• Foto
  • Deru Campur Debu

Deru Campur Debu

Balapan kuda di Tanjungsari, Sumedang, berlangsung di bawah terik matahari kemarau panjang. Menggambarkan kondisi rawan bencana krisis air bersih yang berbahaya.

Fotografer Prima Mulia4 November 2023

BandungBergerak.idDebu pekat menutup hamparan tanah kering dengan ketebalan antara 3 sampai 5 centimeter. Debu halus itu berhamburan ke udara saat ladam-ladam besi menghujam jalur tanah kering, berusaha mendapat cengkeraman yang kuat saat bayangan melesat dalam kabut berwarna kecoklatan. Jalan napas seperti tercekik saat debu beraroma tanah menembus masker medis 4 lapis yang dipakai.
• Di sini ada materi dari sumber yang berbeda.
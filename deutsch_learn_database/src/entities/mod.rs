mod word;

pub use word::*;
//! OpenAPI document describing the HTTP API.

use deutsch_learn_core::api_models::{
    ErrorReason,
    ResponseWithErrorReason,
    Word,
    WordCreationRequest,
    WordErrorReason,
    WordUpdateRequest,
};
use utoipa::OpenApi;
use utoipa_rapidoc::RapiDoc;

use super::words;


/// URL the generated OpenAPI document is served at.
pub const OPENAPI_DOCUMENT_URL: &str = "/api/openapi.json";

/// URL the interactive API documentation (RapiDoc) is served at.
pub const API_DOCUMENTATION_URL: &str = "/api/docs";


#[derive(OpenApi)]
#[openapi(
    info(
        title = "Deutsch Learn API",
        description = "Backend API for the Deutsch Learn vocabulary trainer.",
    ),
    servers(
        (url = "/api", description = "This server")
    ),
    paths(
        words::get_all_words,
        words::get_all_words_shuffled,
        words::get_specific_word,
        words::create_word,
        words::update_specific_word,
        words::delete_words,
    ),
    components(
        schemas(
            Word,
            WordCreationRequest,
            WordUpdateRequest,
            ErrorReason,
            WordErrorReason,
            ResponseWithErrorReason,
        )
    ),
    tags(
        (name = "words", description = "Vocabulary (word) management.")
    )
)]
pub struct ApiDocumentation;


/// Serves both the OpenAPI document and the RapiDoc UI.
///
/// Must be registered before [`api_router`][super::api_router], whose `/api` scope
/// would otherwise capture these paths.
pub fn openapi_documentation_service() -> RapiDoc<'static, 'static, 'static> {
    RapiDoc::with_openapi(OPENAPI_DOCUMENT_URL, ApiDocumentation::openapi())
        .path(API_DOCUMENTATION_URL)
}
Terik matahari musim kemarau jadi pengiring lima ekor kuda yang berpacu dalam balutan debu di Desa Raharja, Kecamatan Tanjungsari, Sumedang, 24 September 2023. Balapan kuda bertitel Cibogo May One Weekend Race ini menyedot animo masyarakat, mereka datang berbondong-bondong dari berbagai kampung.
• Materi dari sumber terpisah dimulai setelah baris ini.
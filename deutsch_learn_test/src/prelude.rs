pub use actix_web::http::{header, Method, StatusCode};
pub use deutsch_learn_core::api_models::*;
pub use deutsch_learn_core::id::WordId;
pub use serde_json::json;

pub use super::sample_words::*;
pub use super::server::{
    initialize_test_server,
    initialize_test_server_with_allowed_origins,
    TestServer,
};
pub use super::TestResponse;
Dari kejauhan, ratusan payung warna warni menghiasi pinggiran arena balap. Payung jadi satu-satunya penangkal terik yang ampuh, kendati suhu udara waktu itu di atas 33 derajat Celsius, padahal Tanjungsari adalah dataran tinggi.

Panitia melalui pengeras suara berkali-kali meminta agar para penonton yang berdekatan dengan arena balap untuk menutup payungnya saat start akan dimulai. Ternyata ratusan payung yang terbuka membuat kuda takut, bisa menghambat hentakan kuda di garis start.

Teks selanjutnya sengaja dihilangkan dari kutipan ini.